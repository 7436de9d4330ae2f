//! # Diatrend
//!
//! Diabetes Time-Series Query Engine - in-memory multi-dimensional
//! indexing, filtering, and statistics over diabetes device data.
//!
//! ## Features
//!
//! - **Multi-dimensional index**: sorted dimensions over time, device
//!   time, day of week, and record type; filters AND-compose across all
//!   of them
//! - **Display normalization**: timezone- and DST-correct display times,
//!   mg/dL and mmol/L conversion
//! - **Windowed queries**: a requested window plus its equal-length
//!   previous and next neighbors, answered in one pass
//! - **Summary statistics**: average glucose, time in range, insulin
//!   totals, and friends, with open registration for custom stats
//! - **Safe concurrency**: queries build immutable view snapshots, so
//!   readers never coordinate; ingestion is exclusive by construction
//!
//! ## Modules
//!
//! - [`event`]: the event record model
//! - [`store`]: the deduplicated collection and its dimensions
//! - [`query`]: the windowed query pipeline
//! - [`stats`]: statistic dispatch and built-in computations
//! - [`normalize`]: display-time and display-unit derivation
//!
//! ## Quick Start
//!
//! ```rust
//! use diatrend::{DataSet, Event, Query, TypeQuery};
//!
//! fn main() -> Result<(), diatrend::QueryError> {
//!     let mut data = DataSet::new();
//!     data.add(vec![
//!         Event::new("r1", "cbg", 1_623_542_400_000).value(120.0, "mg/dL"),
//!     ]);
//!
//!     let day = 86_400_000;
//!     let output = data.query(
//!         &Query::new()
//!             .endpoints([1_623_542_400_000, 1_623_542_400_000 + 7 * day])
//!             .with_type(TypeQuery::new("cbg").select_csv("id,value,units,msPer24"))
//!             .stats_csv("averageGlucose,timeInRange"),
//!     )?;
//!
//!     let current = output.data.current.unwrap();
//!     println!("{} readings", current.data["cbg"].len());
//!
//!     Ok(())
//! }
//! ```

pub mod bg;
pub mod config;
pub mod datetime;
pub mod event;
pub mod metadata;
pub mod normalize;
pub mod query;
pub mod stats;
pub mod store;

// Re-export top-level types for convenience
pub use bg::{BgBounds, BgClass, BgPrefs, GlucoseUnit, MGDL_PER_MMOLL};

pub use datetime::{TimePrefs, MS_IN_DAY, MS_IN_HOUR, MS_IN_MIN};

pub use event::{Event, EventType};

pub use store::{DedupPolicy, Dimension, EventStore, FilterSet, SlotSet, View};

pub use query::{
    DataSet, EndpointWindow, Endpoints, ProjectedRecord, Query, QueryError, QueryOutput,
    QueryResult, ResultData, SortOrder, SortSpec, TypeQuery, WindowData,
};

pub use stats::{Stat, StatHandler, StatInput, StatRegistry};

pub use metadata::{BgSources, LatestPump, MetaData};

pub use config::{Config, ConfigError, DisplayConfig, EngineConfig, LoggingConfig};
//! Built-in statistic computations
//!
//! Each routine reads the current window's filtered view and returns a
//! JSON summary. Glucose stats work in the caller's preferred display
//! unit; insulin and carb stats read the type-specific dose fields.
//!
//! Result shapes are flat objects with a primary `value` where one makes
//! sense, plus the supporting counts a consumer needs to qualify it.

use serde_json::{json, Value};

use crate::bg::{convert_to_mgdl, BgClass, GlucoseUnit};
use crate::datetime::MS_IN_MIN;
use crate::event::{Event, EventType};
use crate::stats::StatInput;

/// Expected CGM readings per day at the standard 5-minute interval
const CGM_READINGS_ONE_DAY: f64 = 288.0;

/// Minutes covered by one CGM reading
const CGM_SAMPLE_MINUTES: i64 = 5;

/// Days of CGM data below which GMI is flagged as insufficient
const GMI_MIN_DAYS: f64 = 14.0;

/// Glucose values from the preferred source, in display units
fn glucose_values(input: &StatInput, source: Option<&EventType>) -> Vec<f64> {
    let Some(source) = source.or(input.bg_source.as_ref()) else {
        return Vec::new();
    };

    input
        .view
        .of_type(source)
        .events()
        .filter_map(|event| {
            let value = event.value?;
            let stored = event
                .units
                .as_deref()
                .and_then(GlucoseUnit::parse)
                .unwrap_or(input.bg_prefs.bg_units);
            Some(stored.convert(value, input.bg_prefs.bg_units))
        })
        .collect()
}

fn mean(values: &[f64]) -> Option<f64> {
    if values.is_empty() {
        return None;
    }
    Some(values.iter().sum::<f64>() / values.len() as f64)
}

/// Sample standard deviation; `None` below two values
fn sample_std_dev(values: &[f64]) -> Option<f64> {
    if values.len() < 2 {
        return None;
    }
    let m = mean(values)?;
    let variance =
        values.iter().map(|v| (v - m).powi(2)).sum::<f64>() / (values.len() - 1) as f64;
    Some(variance.sqrt())
}

fn extra_f64(event: &Event, key: &str) -> Option<f64> {
    event.extra.get(key).and_then(Value::as_f64)
}

pub(super) fn average_glucose(input: &StatInput) -> Value {
    let values = glucose_values(input, None);
    json!({
        "value": mean(&values),
        "units": input.bg_prefs.bg_units.label(),
        "total": values.len(),
    })
}

pub(super) fn standard_dev(input: &StatInput) -> Value {
    let values = glucose_values(input, None);
    json!({
        "value": sample_std_dev(&values),
        "mean": mean(&values),
        "total": values.len(),
    })
}

pub(super) fn coefficient_of_variation(input: &StatInput) -> Value {
    let values = glucose_values(input, None);
    let cv = match (sample_std_dev(&values), mean(&values)) {
        (Some(sd), Some(m)) if m != 0.0 => Some(sd / m * 100.0),
        _ => None,
    };
    json!({
        "value": cv,
        "total": values.len(),
    })
}

/// GMI estimates lab A1c from mean CGM glucose: 3.31 + 0.02392 x mg/dL
pub(super) fn glucose_management_indicator(input: &StatInput) -> Value {
    let values = glucose_values(input, Some(&EventType::Cbg));
    let gmi = mean(&values).map(|m| {
        let mgdl = match input.bg_prefs.bg_units {
            GlucoseUnit::MgDl => m,
            GlucoseUnit::MmolL => convert_to_mgdl(m),
        };
        3.31 + 0.02392 * mgdl
    });

    json!({
        "value": gmi,
        "insufficientData": gmi.is_none() || input.window.days < GMI_MIN_DAYS,
        "total": values.len(),
    })
}

fn range_buckets(values: &[f64], input: &StatInput) -> [usize; 5] {
    let mut buckets = [0usize; 5];
    for value in values {
        let class = input.bg_prefs.bg_bounds.classify(*value);
        let idx = BgClass::all().iter().position(|c| *c == class).unwrap_or(2);
        buckets[idx] += 1;
    }
    buckets
}

pub(super) fn readings_in_range(input: &StatInput) -> Value {
    let values = glucose_values(input, Some(&EventType::Smbg));
    let buckets = range_buckets(&values, input);

    json!({
        "veryLow": buckets[0],
        "low": buckets[1],
        "target": buckets[2],
        "high": buckets[3],
        "veryHigh": buckets[4],
        "total": values.len(),
    })
}

pub(super) fn time_in_range(input: &StatInput) -> Value {
    let values = glucose_values(input, Some(&EventType::Cbg));
    let buckets = range_buckets(&values, input);
    let minutes = |count: usize| count as i64 * CGM_SAMPLE_MINUTES;

    json!({
        "veryLow": minutes(buckets[0]),
        "low": minutes(buckets[1]),
        "target": minutes(buckets[2]),
        "high": minutes(buckets[3]),
        "veryHigh": minutes(buckets[4]),
        "total": minutes(values.len()),
        "units": "minutes",
    })
}

pub(super) fn sensor_usage(input: &StatInput) -> Value {
    let count = input.view.of_type(&EventType::Cbg).len();
    let expected = input.window.days * CGM_READINGS_ONE_DAY;
    let usage = if expected > 0.0 {
        Some((count as f64 / expected * 100.0).min(100.0))
    } else {
        None
    };

    json!({
        "value": usage,
        "count": count,
        "expected": expected,
    })
}

fn insulin_totals(input: &StatInput) -> (f64, f64) {
    let bolus: f64 = input
        .view
        .of_type(&EventType::Bolus)
        .events()
        .map(|event| {
            extra_f64(event, "normal").unwrap_or_else(|| event.value.unwrap_or(0.0))
                + extra_f64(event, "extended").unwrap_or(0.0)
        })
        .sum();

    // basal dose = rate (U/hr) x duration
    let basal: f64 = input
        .view
        .of_type(&EventType::Basal)
        .events()
        .filter_map(|event| {
            let rate = extra_f64(event, "rate")?;
            let duration = event.duration? as f64;
            Some(rate * duration / (60.0 * MS_IN_MIN as f64))
        })
        .sum();

    (basal, bolus)
}

pub(super) fn total_insulin(input: &StatInput) -> Value {
    let (basal, bolus) = insulin_totals(input);
    json!({
        "basal": basal,
        "bolus": bolus,
        "total": basal + bolus,
    })
}

pub(super) fn average_daily_dose(input: &StatInput) -> Value {
    let (basal, bolus) = insulin_totals(input);
    let total = basal + bolus;
    let daily = if input.window.days > 0.0 {
        Some(total / input.window.days)
    } else {
        None
    };

    json!({
        "totalInsulin": total,
        "value": daily,
    })
}

pub(super) fn carbs(input: &StatInput) -> Value {
    let wizard: f64 = input
        .view
        .of_type(&EventType::Wizard)
        .events()
        .filter_map(|event| extra_f64(event, "carbInput"))
        .sum();

    let food_entries: Vec<f64> = input
        .view
        .of_type(&EventType::Food)
        .events()
        .filter_map(|event| {
            event
                .extra
                .get("nutrition")
                .and_then(|n| n.get("carbohydrate"))
                .and_then(|c| c.get("net"))
                .and_then(Value::as_f64)
        })
        .collect();

    let wizard_count = input.view.of_type(&EventType::Wizard).len();

    json!({
        "value": wizard + food_entries.iter().sum::<f64>(),
        "total": wizard_count + food_entries.len(),
    })
}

+++

_TASK DIRECTIONS_. Start at the first line of the material and transcribe each line exactly, stopping once the line containing "normalization**: timezone- and" has been written.

_ANSWER_.
repository 7436de9d4330ae2f
//! # Diatrend
//!
//! Diabetes Time-Series Query Engine - in-memory multi-dimensional
//! indexing, filtering, and statistics over diabetes device data.
//!
//! ## Features
//!
//! - **Multi-dimensional index**: sorted dimensions over time, device
//!   time, day of week, and record type; filters AND-compose across all
//!   of them
//! - **Display normalization**: timezone- and DST-correct display times,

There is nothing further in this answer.